Wahre oder instrumentalisierte Geschichte?

ulica Zydowska in Brzostek / Podkarpacie. TAL


Der Tagesspiegel berichtete am 1.02.2021 über ein Verfahren, dass zur Zeit gegen zwei HistorikerInnen vor einem polnischen Gericht läuft. Barabara Engelking und Jan Grabowski haben 2018 das Buch Dalej jest noc (Noch immer ist Nacht) zur Verfolgung polnischer Juden veröffentlich. Darin beschrieben sie auch den Fall der Estera geb. Siemiatycka, die später als Maria Wiltgren in den USA lebte. Sie bat 1942 den Dorfschulzen von Malinowo, Edward Malinowski, um Hilfe, um der Verfolgung durch die Deutschen zu entkommen. Er half ihr und verlangte dafür Geld und ihren Besitz. 1950 wurde er wegen Kollaboration vor Gericht gestellt, dann aber wegen der für ihn positiven Aussage von Estera Siemiatycka freigesprochen.

1996 berichtete sie der Shoah Foundation, dass sie damals vor Gericht eine deutlich geschönte Aussage gemacht hätte. Auf diesen Bericht bezog sich jetzt Engelking in ihrem Buch.
Die aktuelle Klage gegen die HistorikerInnen wird jetzt von der über 80jährigen Nichte des Dorfvorstehers Malinowski angestrengt, weil sie
sich in ihrer Erinnerung an den verstorbenen Onkel diffamiert fühle. Sie fordert deshalb eine öffentliche Entschuldigung und 22000 € Entschädigung.
Laut Gazeta Wyborcza wird die Klägerin dabei von der PiS-nahen Stiftung Reduta. Festung des gutes Namens – Liga gegen Verleumdung unterstützt.

2018 hatte bereits ein von der PiS-Regierung formuliertes Gesetz Geld- und Haftstrafen für den Fall vorgesehen, in dem dem polnischen Staat oder polnischen Volk Naziverbrechen zugeschrieben werden sollten. Dieses Gesetz hatte die Beziehungen zwischen Israel, den USA und Polen erheblich belastet, bis es dann entschärft wurde.

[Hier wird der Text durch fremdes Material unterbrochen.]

//! Removal Efficiency Predictor Library
//!
//! A single-page web form that predicts the removal efficiency (%) of an
//! electrochemical treatment process from a trained LightGBM regressor.

pub mod config;
pub mod dataset;
pub mod error;
pub mod form;
pub mod metrics;
pub mod models;
pub mod predictor;
pub mod schema;
pub mod server;
pub mod session;
pub mod types;

pub use config::AppConfig;
pub use dataset::Dataset;
pub use error::{ModelError, PredictError};
pub use models::inference::InferenceEngine;
pub use predictor::Predictor;
pub use server::AppState;
pub use types::{FeatureRecord, FeatureValue, Prediction};
//! Request and inference statistics for the predictor service.

use serde::Serialize;
use std::sync::atomic::{AtomicU64, Ordering};
use std::sync::{Arc, RwLock};
use std::time::{Duration, Instant};
use tracing::info;

const LATENCY_WINDOW: usize = 10_000;

/// Metrics collector shared by all handlers
pub struct ServiceMetrics {
    page_views: AtomicU64,
    random_fills: AtomicU64,
    submissions: AtomicU64,
    predictions: AtomicU64,
    validation_rejections: AtomicU64,
    encoding_errors: AtomicU64,
    inference_errors: AtomicU64,
    /// Number of times the model itself was invoked
    inference_calls: AtomicU64,
    /// Inference times (in microseconds)
    inference_times: RwLock<Vec<u64>>,
    /// Predicted efficiency distribution, 10 % buckets
    value_buckets: RwLock<[u64; 10]>,
    start_time: Instant,
}

impl ServiceMetrics {
    pub fn new() -> Self {
        Self {
            page_views: AtomicU64::new(0),
            random_fills: AtomicU64::new(0),
            submissions: AtomicU64::new(0),
            predictions: AtomicU64::new(0),
            validation_rejections: AtomicU64::new(0),
            encoding_errors: AtomicU64::new(0),
            inference_errors: AtomicU64::new(0),
            inference_calls: AtomicU64::new(0),
            inference_times: RwLock::new(Vec::with_capacity(1000)),
            value_buckets: RwLock::new([0; 10]),
            start_time: Instant::now(),
        }
    }

    pub fn record_page_view(&self) {
        self.page_views.fetch_add(1, Ordering::Relaxed);
    }

    pub fn record_random_fill(&self) {
        self.random_fills.fetch_add(1, Ordering::Relaxed);
    }

    pub fn record_submission(&self) {
        self.submissions.fetch_add(1, Ordering::Relaxed);
    }

    pub fn record_inference_call(&self) {
        self.inference_calls.fetch_add(1, Ordering::Relaxed);
    }

    pub fn record_inference_time(&self, elapsed: Duration) {
        if let Ok(mut times) = self.inference_times.write() {
            times.push(elapsed.as_micros() as u64);
            // Keep only the most recent window
            if times.len() > LATENCY_WINDOW {
                times.drain(0..LATENCY_WINDOW / 2);
            }
        }
    }

    pub fn record_prediction(&self, value: f64) {
        self.predictions.fetch_add(1, Ordering::Relaxed);

        let bucket = (value / 10.0).clamp(0.0, 9.0) as usize;
        if let Ok(mut buckets) = self.value_buckets.write() {
            buckets[bucket] += 1;
        }
    }

    pub fn record_validation_rejection(&self) {
        self.validation_rejections.fetch_add(1, Ordering::Relaxed);
    }

    pub fn record_encoding_error(&self) {
        self.encoding_errors.fetch_add(1, Ordering::Relaxed);
    }

    pub fn record_inference_error(&self) {
        self.inference_errors.fetch_add(1, Ordering::Relaxed);
    }

    /// Inference latency statistics over the current window
    pub fn latency_stats(&self) -> LatencyStats {
        let sorted = match self.inference_times.read() {
            Ok(times) if !times.is_empty() => {
                let mut sorted = times.clone();
                sorted.sort_unstable();
                sorted
            }
            _ => return LatencyStats::default(),
        };

        let count = sorted.len();
        let sum: u64 = sorted.iter().sum();
        let at = |q: f64| sorted[((count as f64 * q) as usize).min(count - 1)];

        LatencyStats {
            count: count as u64,
            mean_us: sum / count as u64,
            p50_us: at(0.5),
            p95_us: at(0.95),
            p99_us: at(0.99),
            max_us: sorted[count - 1],
        }
    }

    pub fn snapshot(&self) -> MetricsSnapshot {
        MetricsSnapshot {
            uptime_secs: self.start_time.elapsed().as_secs(),
            page_views: self.page_views.load(Ordering::Relaxed),
            random_fills: self.random_fills.load(Ordering::Relaxed),
            submissions: self.submissions.load(Ordering::Relaxed),
            predictions: self.predictions.load(Ordering::Relaxed),
            validation_rejections: self.validation_rejections.load(Ordering::Relaxed),
            encoding_errors: self.encoding_errors.load(Ordering::Relaxed),
            inference_errors: self.inference_errors.load(Ordering::Relaxed),
            inference_calls: self.inference_calls.load(Ordering::Relaxed),
            latency: self.latency_stats(),
            value_distribution: self.value_buckets.read().map(|b| *b).unwrap_or_default(),
        }
    }

    /// Log summary statistics
    pub fn print_summary(&self) {
        let s = self.snapshot();

        info!("╔══════════════════════════════════════════════════════════════╗");
        info!("║       REMOVAL EFFICIENCY PREDICTOR - METRICS SUMMARY         ║");
        info!("╠══════════════════════════════════════════════════════════════╣");
        info!(
            "║ Page views: {:>8}  │  Random fills: {:>8}              ║",
            s.page_views, s.random_fills
        );
        info!(
            "║ Submissions: {:>7}  │  Predictions: {:>8}               ║",
            s.submissions, s.predictions
        );
        info!(
            "║ Rejected: validation={} encoding={} inference={}",
            s.validation_rejections, s.encoding_errors, s.inference_errors
        );
        info!(
            "║ Inference (μs): mean={:>5} p50={:>5} p95={:>5} p99={:>5}",
            s.latency.mean_us, s.latency.p50_us, s.latency.p95_us, s.latency.p99_us
        );
        info!("╠══════════════════════════════════════════════════════════════╣");
        info!("║ Predicted Efficiency Distribution:                           ║");
        let total: u64 = s.value_distribution.iter().sum();
        for (i, &count) in s.value_distribution.iter().enumerate() {
            let pct = if total > 0 {
                (count as f64 / total as f64) * 100.0
            } else {
                0.0
            };
            let bar: String = "█".repeat(((pct / 2.0) as usize).min(20));
            info!(
                "║   {:>3}-{:<3}%: {:>6} ({:>5.1}%) {}",
                i * 10,
                (i + 1) * 10,
                count,
                pct,
                bar
            );
        }
        info!("╚══════════════════════════════════════════════════════════════╝");
    }
}

impl Default for ServiceMetrics {
    fn default() -> Self {
        Self::new()
    }
}

/// Inference latency statistics
#[derive(Debug, Default, Clone, Serialize)]
pub struct LatencyStats {
    pub count: u64,
    pub mean_us: u64,
    pub p50_us: u64,
    pub p95_us: u64,
    pub p99_us: u64,
    pub max_us: u64,
}

/// Point-in-time copy of all counters
#[derive(Debug, Clone, Serialize)]
pub struct MetricsSnapshot {
    pub uptime_secs: u64,
    pub page_views: u64,
    pub random_fills: u64,
    pub submissions: u64,
    pub predictions: u64,
    pub validation_rejections: u64,
    pub encoding_errors: u64,
    pub inference_errors: u64,
    pub inference_calls: u64,
    pub latency: LatencyStats,
    pub value_distribution: [u64; 10],
}

/// Periodically logs a metrics summary
pub struct MetricsReporter {
    metrics: Arc<ServiceMetrics>,
    interval_secs: u64,
}

impl MetricsReporter {
    pub fn new(metrics: Arc<ServiceMetrics>, interval_secs: u64) -> Self {
        Self {
            metrics,
            interval_secs,
        }
    }

    /// Start the periodic reporting task
    pub async fn start(self) {
        let mut interval = tokio::time::interval(Duration::from_secs(self.interval_secs));
        // the first tick completes immediately
        interval.tick().await;
        loop {
            interval.tick().await;
            self.metrics.print_summary();
        }
    }
}

#[cfg(test)]
mod tests {
    use super::*;

    #[test]
    fn test_counters() {
        let metrics = ServiceMetrics::new();

        metrics.record_submission();
        metrics.record_submission();
        metrics.record_validation_rejection();
        metrics.record_inference_call();
        metrics.record_prediction(87.5);

        let s = metrics.snapshot();
        assert_eq!(s.submissions, 2);
        assert_eq!(s.validation_rejections, 1);
        assert_eq!(s.inference_calls, 1);
        assert_eq!(s.predictions, 1);
        assert_eq!(s.value_distribution[8], 1);
    }

    #[test]
    fn test_value_buckets_are_clamped() {
        let metrics = ServiceMetrics::new();
        metrics.record_prediction(-3.0);
        metrics.record_prediction(100.0);
        metrics.record_prediction(250.0);

        let dist = metrics.snapshot().value_distribution;
        assert_eq!(dist[0], 1);
        assert_eq!(dist[9], 2);
    }

    #[test]
    fn test_latency_stats() {
        let metrics = ServiceMetrics::new();
        assert_eq!(metrics.latency_stats().count, 0);

        for us in [100, 200, 300, 400] {
            metrics.record_inference_time(Duration::from_micros(us));
        }
        let stats = metrics.latency_stats();
        assert_eq!(stats.count, 4);
        assert_eq!(stats.mean_us, 250);
        assert_eq!(stats.p50_us, 300);
        assert_eq!(stats.max_us, 400);
    }
}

Wie weit jetzt hinter dieser Klage die politische Absicht steckt, die historische Sichtweise der PiS juristisch zu stärken, läßt sich nur vermuten.
Das Polizeiverhör einer polnischen Journalistin bestärkt diese Vermutung.
Die Journalistin beschäftigt sich ebenfalls mit dem Verhältnis zwischen polnischen Christen und Juden im von Deutschen besetzten Polen.
Haaretz berichtet aktuell.

Heute hat das Gericht entschieden, dass der Klägerin eine Entschuldigung zustände, aber gleichzeitig Ihren Entschädigungsanspruch abgewiesen.
Haaretz berichtet gleichermaßen von dem Urteil.
Ob es bei diesem Urteil in dem politisch dominierten polnischen Justiz-system Duck auf die Richterin gegeben hat, läßt sich ebenfalls nur mutmaßen.
Auch der tatsächliche Ablauf des damaligen Geschehens läßt sich jetzt nach fast drei Generationen kaum mehr eindeutig aufhellen. So gab die Klägerin, wie auch Gazeta Wyborcza berichtete, an, dass bei der geschilderten Kollaboration, dem Verrat von Juden an die deutsche Besatzungsmacht, mehrere Malinowskis beteiligt gewesen sein sollen.